O El Niño ocorre quando as águas superficiais do Oceano Pacífico Equatorial apresentam aquecimento acima da média. Essa alteração interfere na circulação atmosférica global e provoca mudanças significativas nos regimes de chuva e temperatura em várias partes do planeta.

Segundo os especialistas, os sinais atuais indicam que o fenômeno já está em desenvolvimento e dificilmente será classificado como fraco. A tendência mais provável aponta para um evento de intensidade moderada a forte, com evolução acelerada observada principalmente a partir do final de abril e durante o mês de maio.

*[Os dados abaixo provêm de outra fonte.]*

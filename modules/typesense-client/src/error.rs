use thiserror::Error;

pub type Result<T> = std::result::Result<T, TypesenseError>;

#[derive(Debug, Error)]
pub enum TypesenseError {
    #[error("Network error: {0}")]
    Network(String),

    #[error("API error (status {status}): {message}")]
    Api { status: u16, message: String },

    #[error("Not found: {0}")]
    NotFound(String),

    #[error("Parse error: {0}")]
    Parse(String),
}

impl TypesenseError {
    pub fn is_not_found(&self) -> bool {
        matches!(self, TypesenseError::NotFound(_))
    }
}

impl From<reqwest::Error> for TypesenseError {
    fn from(err: reqwest::Error) -> Self {
        if err.is_decode() {
            TypesenseError::Parse(err.to_string())
        } else {
            TypesenseError::Network(err.to_string())
        }
    }
}

impl From<serde_json::Error> for TypesenseError {
    fn from(err: serde_json::Error) -> Self {
        TypesenseError::Parse(err.to_string())
    }
}
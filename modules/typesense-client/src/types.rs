use serde::{Deserialize, Serialize};
use serde_json::{Map, Value};

// --- Collections ---

/// A field in a collection schema.
#[derive(Debug, Clone, PartialEq, Serialize, Deserialize)]
pub struct Field {
    pub name: String,
    #[serde(rename = "type")]
    pub field_type: String,
    #[serde(default, skip_serializing_if = "std::ops::Not::not")]
    pub facet: bool,
    /// Unset means the engine default: numeric fields sortable, strings not.
    #[serde(default, skip_serializing_if = "Option::is_none")]
    pub sort: Option<bool>,
}

impl Field {
    pub fn new(name: impl Into<String>, field_type: impl Into<String>) -> Self {
        Self {
            name: name.into(),
            field_type: field_type.into(),
            facet: false,
            sort: None,
        }
    }

    pub fn facet(mut self) -> Self {
        self.facet = true;
        self
    }

    pub fn sortable(mut self, sort: bool) -> Self {
        self.sort = Some(sort);
        self
    }
}

/// Body for `POST /collections`.
#[derive(Debug, Clone, Serialize)]
pub struct CollectionSchema {
    pub name: String,
    pub fields: Vec<Field>,
    #[serde(skip_serializing_if = "Option::is_none")]
    pub default_sorting_field: Option<String>,
    #[serde(skip_serializing_if = "Option::is_none")]
    pub metadata: Option<Map<String, Value>>,
}

/// Collection as returned by `GET /collections/:name`.
#[derive(Debug, Clone, PartialEq, Deserialize)]
pub struct CollectionResponse {
    pub name: String,
    #[serde(default)]
    pub fields: Vec<Field>,
    #[serde(default)]
    pub num_documents: u64,
    #[serde(default)]
    pub metadata: Option<Map<String, Value>>,
}

impl CollectionResponse {
    /// String-valued metadata entry for `key`, if any.
    pub fn metadata_str(&self, key: &str) -> Option<&str> {
        self.metadata.as_ref()?.get(key)?.as_str()
    }
}

// --- Search ---

/// Query parameters for `GET /collections/:name/documents/search`.
#[derive(Debug, Clone, Default, PartialEq, Serialize)]
pub struct SearchParams {
    pub q: String,
    #[serde(skip_serializing_if = "Option::is_none")]
    pub query_by: Option<String>,
    #[serde(skip_serializing_if = "Option::is_none")]
    pub filter_by: Option<String>,
    #[serde(skip_serializing_if = "Option::is_none")]
    pub sort_by: Option<String>,
    #[serde(skip_serializing_if = "Option::is_none")]
    pub facet_by: Option<String>,
    #[serde(skip_serializing_if = "Option::is_none")]
    pub max_facet_values: Option<u32>,
    #[serde(skip_serializing_if = "Option::is_none")]
    pub per_page: Option<u32>,
    #[serde(skip_serializing_if = "Option::is_none")]
    pub page: Option<u32>,
}

#[derive(Debug, Clone, Deserialize)]
pub struct SearchResponse<T> {
    #[serde(default)]
    pub found: u64,
    #[serde(default = "first_page")]
    pub page: u32,
    #[serde(default = "Vec::new")]
    pub hits: Vec<Hit<T>>,
    #[serde(default)]
    pub facet_counts: Vec<FacetCounts>,
    #[serde(default)]
    pub request_params: RequestParams,
    #[serde(default)]
    pub search_time_ms: u64,
}

fn first_page() -> u32 {
    1
}

#[derive(Debug, Clone, Deserialize)]
pub struct Hit<T> {
    pub document: T,
}

#[derive(Debug, Clone, Default, Deserialize)]
pub struct RequestParams {
    #[serde(default)]
    pub per_page: u32,
    #[serde(default)]
    pub q: Option<String>,
}

#[derive(Debug, Clone, PartialEq, Deserialize)]
pub struct FacetCounts {
    pub field_name: String,
    #[serde(default)]
    pub counts: Vec<FacetCount>,
}

#[derive(Debug, Clone, PartialEq, Deserialize)]
pub struct FacetCount {
    pub value: String,
    pub count: u64,
}

// --- Import ---

/// How `documents/import` treats documents whose id already exists.
#[derive(Debug, Clone, Copy, PartialEq, Eq, Default)]
pub enum ImportAction {
    #[default]
    Create,
    Upsert,
    Update,
}

impl ImportAction {
    pub fn as_str(&self) -> &'static str {
        match self {
            ImportAction::Create => "create",
            ImportAction::Upsert => "upsert",
            ImportAction::Update => "update",
        }
    }
}

/// One line of the import response.
#[derive(Debug, Clone, PartialEq, Deserialize)]
pub struct ImportResult {
    pub success: bool,
    #[serde(default)]
    pub error: Option<String>,
    #[serde(default)]
    pub document: Option<String>,
}

#[cfg(test)]
mod tests {
    use super::*;

    #[test]
    fn field_serializes_without_defaults() {
        let json = serde_json::to_value(Field::new("year", "int32")).unwrap();
        assert_eq!(json, serde_json::json!({"name": "year", "type": "int32"}));

        let json = serde_json::to_value(Field::new("make", "string").facet()).unwrap();
        assert_eq!(
            json,
            serde_json::json!({"name": "make", "type": "string", "facet": true})
        );
    }

    #[test]
    fn collection_metadata_lookup() {
        let json = r#"{
            "name": "cars",
            "fields": [{"name": "msrp", "type": "int32", "facet": false, "sort": true}],
            "num_documents": 11914,
            "metadata": {"msrp": "in USD", "weird": 3}
        }"#;
        let collection: CollectionResponse = serde_json::from_str(json).unwrap();
        assert_eq!(collection.metadata_str("msrp"), Some("in USD"));
        assert_eq!(collection.metadata_str("weird"), None);
        assert_eq!(collection.metadata_str("missing"), None);
        assert_eq!(collection.fields[0].sort, Some(true));
    }

    #[test]
    fn search_response_defaults() {
        let json = r#"{"found": 0, "hits": []}"#;
        let response: SearchResponse<serde_json::Value> = serde_json::from_str(json).unwrap();
        assert_eq!(response.page, 1);
        assert!(response.facet_counts.is_empty());
        assert_eq!(response.request_params.per_page, 0);
    }

    #[test]
    fn import_result_failure_line() {
        let line = r#"{"success": false, "error": "Bad JSON.", "document": "{oops"}"#;
        let result: ImportResult = serde_json::from_str(line).unwrap();
        assert!(!result.success);
        assert_eq!(result.error.as_deref(), Some("Bad JSON."));
    }
}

Os impactos podem variar de uma região para outra. No Sul do Brasil, historicamente, o El Niño está associado ao aumento das chuvas intensas, elevando o risco de enchentes, alagamentos e deslizamentos. O alerta é especialmente preocupante porque muitas áreas permanecem vulneráveis após os desastres registrados nos últimos anos.

Já no Norte e no Nordeste, o cenário pode ser oposto. A redução das chuvas pode provocar secas prolongadas, comprometer reservatórios, afetar a agricultura e aumentar o risco de queimadas. Na Amazônia, pesquisadores demonstram grande preocupação diante da possibilidade de repetição de episódios de estresse hídrico severo, favorecendo incêndios florestais de grandes proporções.

Outro efeito esperado é a intensificação das ondas de calor. As regiões Centro-Oeste, Sudeste e Sul tradicionalmente sofrem com temperaturas elevadas durante anos de El Niño, mas especialistas observam que, nas últimas décadas, esses eventos passaram a atingir também o Norte e o Nordeste com maior frequência e intensidade.

Além dos efeitos climáticos, especialistas alertam para consequências econômicas e sociais. O fenômeno pode impactar diretamente a produção agrícola, influenciar preços de alimentos, pressionar o sistema energético e afetar a disponibilidade de água em diversas regiões.

Diante desse cenário, órgãos federais já iniciaram ações preventivas. A Defesa Civil mantém monitoramento permanente de chuvas, rios e áreas de risco, enquanto o Inmet amplia sua rede de estações meteorológicas em diferentes bacias hidrográficas do país. O sistema Defesa Civil Alerta também foi reforçado para enviar avisos diretamente aos celulares da população em situações de emergência.

Apesar das preocupações, os cientistas ressaltam que ainda não é possível prever com exatidão a magnitude dos impactos. Cada episódio de El Niño possui características próprias e pode produzir efeitos diferentes. O consenso, porém, é de que o Brasil precisa acompanhar atentamente os próximos boletins climáticos.

Se as projeções se confirmarem, os próximos meses poderão trazer novos desafios para milhões de brasileiros. E, desta vez, a palavra de ordem entre especialistas e autoridades é uma só: prevenção.